Issue or possible bug?

Hi 
I have ran into the following issue. I am not sure if it is due to my
incompetence or that it is possibly a bug in apache-axis, I thought it
would be worth mentioning anyway.....

I'm trying to invoke a remote method via SOAP and I try to pass it a bit
of XML as parameters. I have the XML available as DOM tree. If I insert
the DOM tree into the SOAP part via the importNode() method, the
namespaces get screwed up. The original XML looks like: 

<ns1:elem1 xmlns:ns1="uri1" xmlns:ns2="uri2" xmlns:ns3="uri3">
   <ns2:child1 />
   <ns2:child1>
       <ns3:grandchild1 />
   </ns2:child1/>
</ns1:elem1> 

When sending the SOAP message across, the following XML goes over the
wire: 

<ns1:elem1 xmlns:ns1="uri1" xmlns:ns2="uri2" xmlns:ns3="uri3">
   <ns2:child1 xmlns:ns2=""/>
   <ns2:child1 xmlns:ns2="">
       <ns3:grandchild1 xmlns:ns3=""/>
   </ns2:child1/>
</ns1:elem1> 

This XML immediately generates an exception on the receiver side as the
namespace URIs defined as "" are not valid. After 3 days of digging
around, I found out that there is a problem with the DOM tree I try to
import. It turned out that the DOM tree was not namespace aware. As soon
as I managed to get a DOM tree that is namespace aware, the SOAP message
is correct. (I used DOM trees obtained from various sources, parsed from
file, converted from JDOM, quite bizarre that all of them appear not to
be namespace aware.) 

While finding this problem, I used a debugger to step through the code
to try to find where it went wrong. In doing so, I found a point in the
Call.java class that may be bug, or it may only look like a bug to me as
a result of my erroneous DOM tree. The point is in the method "public
void invoke() throws AxisFault". The snippet below illustrates is from
this method. The point where the bug might be is the second if
statement: 

if (body != null) {
   if ( body.getNamespaceURI() == null ) {
       throw new AxisFault("Call.invoke",
           Messages.getMessage("cantInvoke00", body.getName()),
           null, null);
   } else {
       msgContext.setTargetService(body.getNamespaceURI());
   }
} 

A test is done to see where if the body has a namespace URI. This is
done by testing body.getNamespaceURI() == null. However in my particular
case, the namespace URI wouldn't be null but an empty string. Shouldn't
there also be tested for that? Probably it is wrong to have the
namespace set to "", so shouldn't it be treated the same as if it was
null, or maybe, as it wrong, should an exception be thrown? 

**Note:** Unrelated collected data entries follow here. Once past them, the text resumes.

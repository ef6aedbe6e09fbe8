//! The operators in expressions.
//!
//! Operator tokens are converted into the enums here during parsing,
//! via their `TryFrom<Token>` implementations.

use std::fmt::Display;

use crate::lexer::token::{token, Token};

/// An operator that takes in one value.
#[derive(Debug, PartialEq, Eq, Clone, Copy)]
pub enum Unary {
    /// Numeric negation (`-x`)
    Neg,

    /// Logical negation (`non x`)
    Not
}

/// An operator that takes in two values.
#[derive(Debug, PartialEq, Eq, Clone, Copy)]
pub enum Binary {
    /// Addition, or concatenation when a string is involved (`a + b`)
    Add,

    /// Subtraction (`a - b`)
    Sub,

    /// Multiplication (`a * b`)
    Mul,

    /// Division, always producing a float (`a / b`)
    Div,

    /// Modulo (`a % b`)
    Mod,

    /// Less than (`a < b`)
    Lt,

    /// Less than or equal (`a <= b`)
    Le,

    /// Greater than (`a > b`)
    Gt,

    /// Greater than or equal (`a >= b`)
    Ge,

    /// Equality (`a == b`)
    Eq,

    /// Inequality (`a != b`)
    Ne,

    /// Logical and (`a et b`). Both operands are always evaluated.
    LogAnd,

    /// Logical or (`a ou b`). Both operands are always evaluated.
    LogOr
}

/// An error during token-to-operator conversion.
///
/// The contained `&'static str` names the operator category expected.
#[derive(Debug, PartialEq, Eq)]
pub struct TokenOpCastErr(pub &'static str);

impl TryFrom<Token> for Unary {
    type Error = TokenOpCastErr;

    fn try_from(value: Token) -> Result<Self, Self::Error> {
        match value {
            token![-]   => Ok(Unary::Neg),
            token![non] => Ok(Unary::Not),
            _ => Err(TokenOpCastErr("opérateur unaire"))
        }
    }
}

impl TryFrom<Token> for Binary {
    type Error = TokenOpCastErr;

    fn try_from(value: Token) -> Result<Self, Self::Error> {
        match value {
            token![+]  => Ok(Binary::Add),
            token![-]  => Ok(Binary::Sub),
            token![*]  => Ok(Binary::Mul),
            token![/]  => Ok(Binary::Div),
            token![%]  => Ok(Binary::Mod),
            token![<]  => Ok(Binary::Lt),
            token![<=] => Ok(Binary::Le),
            token![>]  => Ok(Binary::Gt),
            token![>=] => Ok(Binary::Ge),
            token![==] => Ok(Binary::Eq),
            token![!=] => Ok(Binary::Ne),
            token![et] => Ok(Binary::LogAnd),
            token![ou] => Ok(Binary::LogOr),
            _ => Err(TokenOpCastErr("opérateur binaire"))
        }
    }
}

impl Display for Unary {
    fn fmt(&self, f: &mut std::fmt::Formatter<'_>) -> std::fmt::Result {
        f.write_str(match self {
            Unary::Neg => "-",
            Unary::Not => "non",
        })
    }
}

impl Display for Binary {
    fn fmt(&self, f: &mut std::fmt::Formatter<'_>) -> std::fmt::Result {
        f.write_str(match self {
            Binary::Add    => "+",
            Binary::Sub    => "-",
            Binary::Mul    => "*",
            Binary::Div    => "/",
            Binary::Mod    => "%",
            Binary::Lt     => "<",
            Binary::Le     => "<=",
            Binary::Gt     => ">",
            Binary::Ge     => ">=",
            Binary::Eq     => "==",
            Binary::Ne     => "!=",
            Binary::LogAnd => "et",
            Binary::LogOr  => "ou",
        })
    }
}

I realize that that problem probably isn't too common as most people
will use a 'correct' DOM tree, in which case the namespace URI probably
will be either null or non-empty and this issue will not occur. On the
other hand, as it is likely (or even sure?) that namespaces defined as
"" will throw exceptions on the receiver end, isn't it better to throw
an exception straight away? (So that you know that you are passing
malicious input). 

Another solution could be to block empty namespaces in the serializer.
If the empty namespace declarations wouldn't have been inserted, the
receiver end would have parsed the document correctly anyway.